In search of a tactical torch

This month’s column looks at flashlights. I had to convince my editor that an article on flashlights is relevant to firearms. Yeah, yeah, I know. I write the Firearms Tactics column. OK, this month, I’m testing light cannons. How’s that? (Editor’s...

You should know dozens of lights fall under the Quark trademark with various qualities and aspects that distinguish them. All of the Quark models are compact and designed for tactical use. I will leave it up to the officer to pick one.

The beam on the Quark emanates from a textured, deep dish reflector. The center beam’s undefined edges and generous spillbeam allow for a syringe grip where the user holds the light at the web between the second and third (or third and fourth fingers) and presses with the palm of the non-trigger hand. This method is normally reserved for compact lights that don’t usually have this kind of output.

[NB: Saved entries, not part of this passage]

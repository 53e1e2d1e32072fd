//! Drag session control: node moves, canvas pans, and the handoff into
//! port-to-port connection drawing.
//!
//! A session runs `Idle -> Active(kind) -> Idle` per pointer-down/up cycle;
//! only one session is ever active. All position math is expressed as deltas
//! against baselines captured at session start (plus the auto-scroll
//! accumulator), so pointer moves and scroll ticks can interleave freely
//! without double-counting motion.

use super::state::{CanvasApp, DragSession, NodeMoveDrag, PanDrag};
use crate::constants::CLICK_THRESHOLD;
use crate::events::{CanvasEvent, ChangeKind};
use crate::model::NodeId;
use eframe::egui;

impl CanvasApp {
    /// Starts a drag session for a pointer press at the given screen
    /// position.
    ///
    /// Dispatch order: middle button pans; a press over a port starts a
    /// connection draw; over a node body, a node move; over an edge, the
    /// edge is selected without a session; anywhere else, a pan.
    ///
    /// A press while a session is already active is ignored (sessions are
    /// serialized by the pointer that originates them).
    pub fn begin_drag(&mut self, screen_pos: egui::Pos2, middle_button: bool) {
        if self.drag.is_some() {
            return;
        }

        let canvas_pos = self.viewport.screen_to_canvas(screen_pos);

        if middle_button {
            self.start_pan(screen_pos);
            return;
        }
        if let Some((node, port, role)) = self.scene.port_at(canvas_pos) {
            self.start_port_drag(node, port, role, screen_pos);
            return;
        }
        if let Some(node) = self.scene.node_at(canvas_pos) {
            self.start_node_move(node, screen_pos);
            return;
        }
        if let Some(edge) = self.scene.edge_at(canvas_pos) {
            self.select_edge(edge);
            return;
        }
        self.start_pan(screen_pos);
    }

    /// Routes a pointer move to the active session, if any.
    pub fn update_drag(&mut self, screen_pos: egui::Pos2) {
        let zoom = self.viewport.zoom;
        match &mut self.drag {
            Some(DragSession::NodeMove(drag)) => {
                drag.pointer_last = screen_pos;
                if (screen_pos - drag.pointer_start).length() / zoom >= CLICK_THRESHOLD {
                    drag.moved = true;
                }
            }
            Some(DragSession::Pan(drag)) => {
                // Raw pointer delta: panning moves screen pixels 1:1
                // regardless of zoom
                let delta = screen_pos - drag.pointer_start;
                if delta.length() >= CLICK_THRESHOLD {
                    drag.moved = true;
                }
                self.viewport.offset = drag.start_offset + delta;
            }
            Some(DragSession::PortDraw(drag)) => {
                drag.pointer_last = screen_pos;
            }
            None => {}
        }
        match &self.drag {
            Some(DragSession::NodeMove(_)) => self.refresh_node_move(),
            Some(DragSession::PortDraw(_)) => self.refresh_port_drag(),
            _ => {}
        }
    }

    /// Ends the active session at pointer release.
    ///
    /// Commits a node move to the model, interprets a motionless pan as a
    /// blank-canvas click (clearing the selection), and hands a connection
    /// draw to the resolver's release logic. Always stops the auto-scroll
    /// timer, regardless of where the pointer ended up.
    pub fn end_drag(&mut self) {
        match self.drag.take() {
            Some(DragSession::NodeMove(drag)) => {
                if drag.moved {
                    if let Some(node) = self.scene.nodes.get(&drag.node) {
                        let position = (node.position.x, node.position.y);
                        self.emit(CanvasEvent::BeforeChange(ChangeKind::Move));
                        self.model.set_position(drag.node, position);
                    }
                }
                log::debug!("node move session ended for {}", drag.node);
            }
            Some(DragSession::Pan(drag)) => {
                if !drag.moved {
                    // A click on blank canvas clears the selection
                    self.clear_selection();
                }
            }
            Some(DragSession::PortDraw(drag)) => {
                self.release_port_drag(drag);
            }
            None => {}
        }
        self.auto_scroll.reset();
    }

    /// Cancels the active session without committing anything.
    ///
    /// A node move snaps back to its start position; a pan restores the
    /// captured translation; a connection draw discards its transient
    /// elements and restores the prior selection highlight.
    pub fn cancel_drag(&mut self) {
        match self.drag.take() {
            Some(DragSession::NodeMove(drag)) => {
                if let Some(node) = self.scene.nodes.get_mut(&drag.node) {
                    node.position = drag.start_position;
                }
                self.scene.refresh_edges_for(drag.node);
            }
            Some(DragSession::Pan(drag)) => {
                self.viewport.offset = drag.start_offset;
            }
            Some(DragSession::PortDraw(drag)) => {
                self.cleanup_port_drag(&drag);
            }
            None => {}
        }
        self.auto_scroll.reset();
    }

    /// Starts moving the given node.
    ///
    /// Captures the node's current translation as the session baseline and
    /// splits the edges touching it into those terminating here and those
    /// originating here, each with its static endpoint, so only the moving
    /// endpoint needs recomputation per frame. Also selects the node.
    fn start_node_move(&mut self, node_id: NodeId, screen_pos: egui::Pos2) {
        let Some(node) = self.scene.nodes.get(&node_id) else {
            return;
        };
        let start_position = node.position;

        let mut incoming = Vec::new();
        let mut outgoing = Vec::new();
        for (idx, edge) in self.scene.edges.iter().enumerate() {
            if edge.dest_node == node_id {
                incoming.push((idx, edge.start));
            }
            if edge.source_node == node_id {
                outgoing.push((idx, edge.end));
            }
        }

        self.drag = Some(DragSession::NodeMove(NodeMoveDrag {
            node: node_id,
            start_position,
            pointer_start: screen_pos,
            pointer_last: screen_pos,
            incoming,
            outgoing,
            moved: false,
        }));
        self.select_node(node_id);
        log::debug!("node move session started for {node_id}");
    }

    /// Starts panning the canvas, capturing the current translation.
    fn start_pan(&mut self, screen_pos: egui::Pos2) {
        self.drag = Some(DragSession::Pan(PanDrag {
            start_offset: self.viewport.offset,
            pointer_start: screen_pos,
            moved: false,
        }));
    }

    /// Recomputes the dragged node's position and rewrites the affected
    /// edge paths.
    ///
    /// The position is always `start + scaled pointer delta + auto-scroll
    /// accumulator`, never an increment on the previous frame's output, so
    /// pointer moves and scroll ticks cannot double-count.
    pub(crate) fn refresh_node_move(&mut self) {
        let Some(DragSession::NodeMove(drag)) = &self.drag else {
            return;
        };
        let delta =
            (drag.pointer_last - drag.pointer_start) / self.viewport.zoom + self.auto_scroll.accum;
        let node_id = drag.node;
        let new_position = drag.start_position + delta;
        let incoming = drag.incoming.clone();
        let outgoing = drag.outgoing.clone();

        let Some(node) = self.scene.nodes.get_mut(&node_id) else {
            return;
        };
        node.position = new_position;
        let node = node.clone();

        // Moving endpoint from the node's current port geometry, static
        // endpoint from the session snapshot
        for (idx, static_start) in incoming {
            if let Some(edge) = self.scene.edges.get_mut(idx) {
                edge.start = static_start;
                if let Some(pos) = node.port_position(&edge.dest_port) {
                    edge.end = pos;
                }
            }
        }
        for (idx, static_end) in outgoing {
            if let Some(edge) = self.scene.edges.get_mut(idx) {
                edge.end = static_end;
                if let Some(pos) = node.port_position(&edge.source_port) {
                    edge.start = pos;
                }
            }
        }
    }
}
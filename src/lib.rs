//! # Workflow Canvas
//!
//! An interactive canvas editor for directed-acyclic workflow graphs: steps,
//! inputs, outputs, and the connections between their ports.
//!
//! ## Features
//! - Node dragging with live edge rewriting
//! - Port-to-port connection drawing with nearest-port snapping and a
//!   ghost-node fallback that spawns new inputs/outputs
//! - Canvas panning and pointer-anchored zooming
//! - Boundary auto-scroll while dragging near the canvas edge
//! - Automatic layered ("zone") layout of the workflow DAG
//! - Single-selection with neighborhood highlighting

#![warn(missing_docs)]
#![deny(unsafe_code)]

pub mod constants;
pub mod events;
pub mod geometry;
pub mod model;
pub mod ui;

pub use model::{Step, Workflow};
pub use ui::{CanvasApp, CanvasError};

/// Builds a small demonstration workflow for the standalone binary.
pub fn demo_workflow() -> Workflow {
    let mut workflow = Workflow::new();
    let fetch = workflow.add_step(Step::new(
        "Fetch records",
        vec!["query".into()],
        vec!["records".into()],
    ));
    let transform = workflow.add_step(Step::new(
        "Transform",
        vec!["records".into()],
        vec!["result".into()],
    ));

    let fetch_out = workflow.find_step(fetch).unwrap().output_port("records");
    let transform_in = workflow.find_step(transform).unwrap().input_port("records");
    let fetch_in = workflow.find_step(fetch).unwrap().input_port("query");
    let transform_out = workflow.find_step(transform).unwrap().output_port("result");

    workflow
        .connect(&fetch_out, &transform_in)
        .expect("demo ports exist");
    workflow
        .create_input_from_port(&fetch_in)
        .expect("demo port exists");
    workflow
        .create_output_from_port(&transform_out)
        .expect("demo port exists");
    workflow
}

/// Runs the canvas application with a demonstration workflow.
///
/// # Returns
///
/// Returns `Ok(())` if the application runs successfully, or an
/// `eframe::Error` if initialization fails.
///
/// # Example
///
/// ```no_run
/// use workflow_canvas::run_app;
///
/// fn main() -> Result<(), eframe::Error> {
///     run_app()
/// }
/// ```
pub fn run_app() -> Result<(), eframe::Error> {
    let options = eframe::NativeOptions::default();
    eframe::run_native(
        "Workflow Canvas",
        options,
        Box::new(|_cc| Ok(Box::new(CanvasApp::with_model(demo_workflow())))),
    )
}
//! Git process plumbing for git-bundle-sync.
//!
//! Every interaction with version-control storage goes through the `git`
//! binary. This crate owns how those invocations are issued and how their
//! failures are interpreted.
//!
//! # Architecture
//!
//! - **GitRunner**: spawns `git` with a timeout, kill-on-drop, a fixed locale,
//!   and credentials passed through the environment
//! - **Classifier**: maps a failed invocation's stderr to a [`Condition`]
//!   using a versioned [`MarkerTable`]
//! - **LocalMirror**: the per-`(url, branch)` working copy: existence check,
//!   clone-or-pull, orphan initialization, branch/commit checks, push
//! - **ScratchFile**: received payloads persisted under the scratch root and
//!   removed when dropped

pub mod classify;
pub mod command;
pub mod config;
pub mod error;
pub mod mirror;
pub mod scratch;

pub use classify::{Classifier, Condition, Marker, MarkerTable};
pub use command::{CommandOutput, GitCommand, GitRunner};
pub use config::GitConfig;
pub use error::{CommandError, GitError, GitResult};
pub use mirror::{LocalMirror, MirrorState, REMOTE_NAME};
pub use scratch::ScratchFile;
//! Synchronization engine for git-bundle-sync.
//!
//! Moves a single branch between a remote repository and HTTP clients as
//! git bundles. A pull exports the branch of the source mirror as a bundle;
//! a push imports a received bundle into the sink mirror and pushes it on.
//!
//! # Architecture
//!
//! - **SyncEngine**: entry point; resolves the mirror, takes its lease,
//!   runs an orchestrator, records metrics, and returns a [`SyncOutcome`]
//! - **PushOrchestrator** / **PullOrchestrator**: the step sequences
//! - **MirrorRegistry**: per-mirror locks and the set of mirrors to rebuild
//! - **MetricsSink**: injectable operation counters

pub mod engine;
pub mod error;
pub mod metrics;
pub mod outcome;
pub mod pull;
pub mod push;
pub mod registry;

pub use engine::SyncEngine;
pub use error::{Stage, SyncError, SyncResult};
pub use metrics::{
    CounterSample, InMemoryMetrics, MetricsSink, MetricsSnapshot, NoopMetrics, Operation,
    OPS_ERROR_TOTAL, OPS_TOTAL,
};
pub use outcome::{OutcomeKind, PulledBundle, PushReceipt, SyncOutcome};
pub use pull::{single_head, PullOrchestrator};
pub use push::PushOrchestrator;
pub use registry::{MirrorLease, MirrorRegistry};
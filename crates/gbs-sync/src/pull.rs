use std::path::PathBuf;

use chrono::{DateTime, SecondsFormat, Utc};
use gbs_bundle::{BundleCodec, BundleError};
use gbs_crypto::idempotency_hash;
use gbs_git::{LocalMirror, MirrorState, ScratchFile};
use gbs_types::{BundleFilter, BundleOptions, Head};

use crate::error::{AtStage, Stage, SyncError, SyncResult};
use crate::outcome::PulledBundle;

/// Exports the tracked branch of a mirror as a bundle.
///
/// Steps: sync the mirror, check that the branch exists and has a commit,
/// create the bundle, verify it and read its single head, hash. An absent
/// branch, an unborn branch and a filter that matches nothing all end in
/// [`SyncError::NothingToExport`]. The caller holds the mirror's lease.
pub struct PullOrchestrator<'a> {
    mirror: &'a LocalMirror,
    codec: BundleCodec,
    scratch_root: PathBuf,
}

impl<'a> PullOrchestrator<'a> {
    pub fn new(mirror: &'a LocalMirror, scratch_root: impl Into<PathBuf>) -> Self {
        let scratch_root = scratch_root.into();
        Self {
            mirror,
            codec: BundleCodec::for_mirror(mirror, scratch_root.clone()),
            scratch_root,
        }
    }

    pub async fn run(&self, options: &BundleOptions) -> SyncResult<PulledBundle> {
        if self.mirror.sync_to_local().await.at(Stage::SyncingMirror)? == MirrorState::RemoteMissing {
            return Err(SyncError::RemoteMissing);
        }
        if !self.mirror.has_local_branch().await.at(Stage::CheckingBranch)? {
            return Err(SyncError::NothingToExport("branch not found".into()));
        }
        if !self.mirror.has_local_commits().await.at(Stage::CheckingCommits)? {
            return Err(SyncError::NothingToExport("no commits".into()));
        }

        let filter = options.filter();
        let bytes = match self.codec.create_bundle(options).await {
            Ok(bytes) => bytes,
            Err(BundleError::Empty { filter }) => {
                return Err(SyncError::NothingToExport(empty_reason(&filter, Utc::now())));
            }
            Err(e) => return Err(e).at(Stage::CreatingBundle),
        };

        let scratch = ScratchFile::from_bytes(&self.scratch_root, &bytes)
            .await
            .at(Stage::CreatingBundle)?;
        let info = self.codec.verify_file(scratch.path()).await.at(Stage::VerifyingBundle)?;
        let heads = self.codec.list_heads_file(scratch.path()).await.at(Stage::ListingHeads)?;
        let head = single_head(heads)?;

        // A filter that still reached the root exports the same content as
        // no filter at all, so it hashes like one. It is still reported as
        // partial: the caller asked for a window.
        let is_partial = !filter.is_none();
        let effective_filter = if info.is_complete { BundleFilter::None } else { filter };
        let idempotency_hash = idempotency_hash(&head.commit_id, &effective_filter);
        tracing::debug!(head = %head, %effective_filter, is_partial, hash = %idempotency_hash, "bundle created");

        Ok(PulledBundle {
            bytes,
            head,
            is_partial,
            effective_filter,
            idempotency_hash,
        })
    }
}

/// The only head of a single-branch bundle.
pub fn single_head(heads: Vec<Head>) -> SyncResult<Head> {
    let count = heads.len();
    let mut heads = heads.into_iter();
    match (heads.next(), heads.next()) {
        (Some(head), None) => Ok(head),
        _ => Err(SyncError::HeadCount(count)),
    }
}

fn empty_reason(filter: &BundleFilter, now: DateTime<Utc>) -> String {
    match filter.cutoff(now) {
        Some(cutoff) => format!(
            "no new commits since {}",
            cutoff.to_rfc3339_opts(SecondsFormat::Secs, true)
        ),
        None => "no new commits".into(),
    }
}
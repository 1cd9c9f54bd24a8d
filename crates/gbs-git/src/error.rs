use std::time::Duration;

use thiserror::Error;

use crate::classify::Condition;

/// Detailed record of a failed external-process invocation.
///
/// `command` never contains credentials; they are passed to git through the
/// environment. `exit_code` is `-1` when the process could not be spawned or
/// was terminated by a signal.
#[derive(Debug, Error)]
#[error("command error '{message}': `{command}` (status: {exit_code}, stderr: {})", .stderr.trim())]
pub struct CommandError {
    pub message: String,
    pub command: String,
    pub exit_code: i32,
    pub stderr: String,
    #[source]
    pub source: Option<std::io::Error>,
}

impl CommandError {
    pub fn new(
        message: impl Into<String>,
        command: impl Into<String>,
        exit_code: i32,
        stderr: impl Into<String>,
    ) -> Self {
        Self {
            message: message.into(),
            command: command.into(),
            exit_code,
            stderr: stderr.into(),
            source: None,
        }
    }

    /// Record of a process that could not be started at all.
    pub fn spawn_failed(message: impl Into<String>, command: impl Into<String>, err: std::io::Error) -> Self {
        Self {
            message: message.into(),
            command: command.into(),
            exit_code: -1,
            stderr: String::new(),
            source: Some(err),
        }
    }
}

#[derive(Debug, Error)]
pub enum GitError {
    /// git failed or could not be started; `condition` is the classification
    /// of its stderr.
    #[error("{source}")]
    Failed {
        condition: Condition,
        #[source]
        source: CommandError,
    },

    #[error("`{command}` timed out after {timeout:?}")]
    Timeout { command: String, timeout: Duration },

    /// git succeeded but printed something this crate cannot interpret.
    #[error("unexpected git output: {0}")]
    UnexpectedOutput(String),

    #[error("invalid repository reference: {0}")]
    InvalidRepo(#[from] gbs_types::TypeError),

    #[error("I/O error: {0}")]
    Io(#[from] std::io::Error),
}

impl GitError {
    /// The recognized condition behind this error; anything that is not a
    /// classified git failure is [`Condition::Other`].
    pub fn condition(&self) -> Condition {
        match self {
            Self::Failed { condition, .. } => *condition,
            _ => Condition::Other,
        }
    }

    pub fn is(&self, condition: Condition) -> bool {
        self.condition() == condition
    }

    /// The underlying command failure, if git ran at all.
    pub fn command_error(&self) -> Option<&CommandError> {
        match self {
            Self::Failed { source, .. } => Some(source),
            _ => None,
        }
    }

    pub fn exit_code(&self) -> Option<i32> {
        self.command_error().map(|e| e.exit_code)
    }
}

pub type GitResult<T> = Result<T, GitError>;
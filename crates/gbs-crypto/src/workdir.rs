use std::path::{Path, PathBuf};

use crate::hasher::ContentHasher;

/// Directory name of the mirror for a `(url, branch)` pair.
///
/// The name is the hex digest of both fields, so it is filesystem safe for
/// any input and distinct branches of the same URL never share a mirror.
pub fn mirror_dir_name(url: &str, branch: &str) -> String {
    ContentHasher::WORKDIR.hash_hex(&[url, branch])
}

/// Resolve the mirror directory for a `(url, branch)` pair under `root`.
///
/// Pure and deterministic; touches nothing on disk.
pub fn resolve_workdir(root: &Path, url: &str, branch: &str) -> PathBuf {
    root.join(mirror_dir_name(url, branch))
}
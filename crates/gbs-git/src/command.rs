use std::ffi::{OsStr, OsString};
use std::path::{Path, PathBuf};
use std::process::Stdio;
use std::sync::Arc;
use std::time::Duration;

use base64::engine::general_purpose::STANDARD;
use base64::Engine;
use tokio::process::Command;

use crate::classify::{Classifier, Condition};
use crate::config::GitConfig;
use crate::error::{CommandError, GitError, GitResult};

/// Username sent alongside token credentials; hosts ignore it but git's
/// basic auth requires one.
const TOKEN_USERNAME: &str = "not_used";

/// One git invocation.
///
/// ```
/// use gbs_git::GitCommand;
///
/// let cmd = GitCommand::new("bundle")
///     .arg("list-heads")
///     .arg("/tmp/payload.bundle")
///     .describe("failed to list bundle heads");
/// assert_eq!(cmd.display(), "git bundle list-heads /tmp/payload.bundle");
/// ```
#[derive(Clone, Debug)]
pub struct GitCommand {
    args: Vec<OsString>,
    cwd: Option<PathBuf>,
    token: Option<String>,
    message: String,
}

impl GitCommand {
    pub fn new(subcommand: impl AsRef<OsStr>) -> Self {
        Self {
            args: vec![subcommand.as_ref().to_os_string()],
            cwd: None,
            token: None,
            message: String::new(),
        }
    }

    pub fn arg(mut self, arg: impl AsRef<OsStr>) -> Self {
        self.args.push(arg.as_ref().to_os_string());
        self
    }

    pub fn args<I, S>(mut self, args: I) -> Self
    where
        I: IntoIterator<Item = S>,
        S: AsRef<OsStr>,
    {
        self.args.extend(args.into_iter().map(|a| a.as_ref().to_os_string()));
        self
    }

    pub fn current_dir(mut self, dir: impl Into<PathBuf>) -> Self {
        self.cwd = Some(dir.into());
        self
    }

    /// Present `token` to the remote as HTTP basic credentials. Empty tokens
    /// are ignored.
    pub fn credential(mut self, token: &str) -> Self {
        if !token.is_empty() {
            self.token = Some(token.to_string());
        }
        self
    }

    /// Human-readable description used when the command fails.
    pub fn describe(mut self, message: impl Into<String>) -> Self {
        self.message = message.into();
        self
    }

    /// The command line as it would be logged. Never contains credentials.
    pub fn display(&self) -> String {
        let mut out = String::from("git");
        for arg in &self.args {
            out.push(' ');
            out.push_str(&arg.to_string_lossy());
        }
        out
    }

    fn message(&self) -> String {
        if self.message.is_empty() {
            format!("`{}` failed", self.display())
        } else {
            self.message.clone()
        }
    }
}

/// Output of a finished git process.
#[derive(Clone, Debug, Default)]
pub struct CommandOutput {
    pub exit_code: i32,
    pub stdout: Vec<u8>,
    pub stderr: String,
}

impl CommandOutput {
    pub fn success(&self) -> bool {
        self.exit_code == 0
    }

    pub fn stdout_str(&self) -> String {
        String::from_utf8_lossy(&self.stdout).into_owned()
    }
}

/// Spawns git processes.
///
/// Every process gets `LC_ALL=C` so diagnostics stay in the wording the
/// [`Classifier`] knows, `GIT_TERMINAL_PROMPT=0` so a missing credential
/// fails instead of blocking, and `kill_on_drop` so that a cancelled caller
/// or an expired timeout terminates the child.
#[derive(Clone, Debug)]
pub struct GitRunner {
    program: PathBuf,
    timeout: Duration,
    classifier: Arc<Classifier>,
}

impl GitRunner {
    pub fn new(config: &GitConfig, classifier: Classifier) -> Self {
        Self {
            program: PathBuf::from(&config.program),
            timeout: config.command_timeout(),
            classifier: Arc::new(classifier),
        }
    }

    pub fn program(&self) -> &Path {
        &self.program
    }

    pub fn timeout(&self) -> Duration {
        self.timeout
    }

    pub fn classifier(&self) -> &Classifier {
        &self.classifier
    }

    /// Run and require exit status 0; any other status becomes a classified
    /// [`GitError::Failed`].
    pub async fn run(&self, cmd: GitCommand) -> GitResult<CommandOutput> {
        let output = self.output(&cmd).await?;
        if output.success() {
            return Ok(output);
        }
        Err(self.failure(&cmd, output))
    }

    /// Run and return the output whatever the exit status. Fails only when
    /// the process cannot be spawned or times out.
    pub async fn run_unchecked(&self, cmd: GitCommand) -> GitResult<CommandOutput> {
        self.output(&cmd).await
    }

    /// Classify a finished process's output as a failure of `cmd`.
    pub fn failure(&self, cmd: &GitCommand, output: CommandOutput) -> GitError {
        let condition = self.classifier.classify(&output.stderr);
        tracing::debug!(
            command = %cmd.display(),
            exit_code = output.exit_code,
            %condition,
            "git command failed"
        );
        GitError::Failed {
            condition,
            source: CommandError::new(cmd.message(), cmd.display(), output.exit_code, output.stderr),
        }
    }

    async fn output(&self, cmd: &GitCommand) -> GitResult<CommandOutput> {
        let mut command = Command::new(&self.program);
        command
            .args(&cmd.args)
            .stdin(Stdio::null())
            .stdout(Stdio::piped())
            .stderr(Stdio::piped())
            .env("LC_ALL", "C")
            .env("GIT_TERMINAL_PROMPT", "0")
            .kill_on_drop(true);
        if let Some(dir) = &cmd.cwd {
            command.current_dir(dir);
        }
        if let Some(token) = &cmd.token {
            let basic = STANDARD.encode(format!("{TOKEN_USERNAME}:{token}"));
            command
                .env("GIT_CONFIG_COUNT", "1")
                .env("GIT_CONFIG_KEY_0", "http.extraHeader")
                .env("GIT_CONFIG_VALUE_0", format!("Authorization: Basic {basic}"));
        }

        tracing::trace!(command = %cmd.display(), cwd = ?cmd.cwd, "running git");

        let child = command.spawn().map_err(|e| GitError::Failed {
            condition: Condition::Other,
            source: CommandError::spawn_failed(cmd.message(), cmd.display(), e),
        })?;

        let output = match tokio::time::timeout(self.timeout, child.wait_with_output()).await {
            Ok(result) => result?,
            Err(_) => {
                tracing::warn!(command = %cmd.display(), timeout = ?self.timeout, "git command timed out");
                return Err(GitError::Timeout {
                    command: cmd.display(),
                    timeout: self.timeout,
                });
            }
        };

        Ok(CommandOutput {
            exit_code: output.status.code().unwrap_or(-1),
            stdout: output.stdout,
            stderr: String::from_utf8_lossy(&output.stderr).into_owned(),
        })
    }
}

impl Default for GitRunner {
    fn default() -> Self {
        Self::new(&GitConfig::default(), Classifier::default())
    }
}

The Quark Series of flashlights have rewritten the paradigm. They even come with a hand grip accessory for opening doors and changing magazines. I’ve had a year to play with this light and I can’t find anything that doesn’t say “swear me in.”

Leupold MX modular light: MX 431

Someone at Leupold R&D was sitting at a board meeting one day and wondered, “I know we build some of the most durable rifle schools in the world… What if we applied what we knew to making flashlights? What would they look like?”

I’ll answer that: These flashlights would look like a thing right out of Modern Marvels. It has a sapphire lens, which is recessed twice in the head. You know, sapphire, the stuff that Rolex uses for their watch crystals. The bezel switch, where one can select strobing, dimmed output and even SOS, uses a magnetic switch. It goes “snick, snick” in the hand, like the sound of wing doors on a Lamborghini. It’s threaded for optically correct Alumina filters. The lights have replaceable modular bezels, tail caps, main-tubes and an array of accessories. The 6061 aluminum used in the products is hard anodized and the units are waterproofed to four atmospheres.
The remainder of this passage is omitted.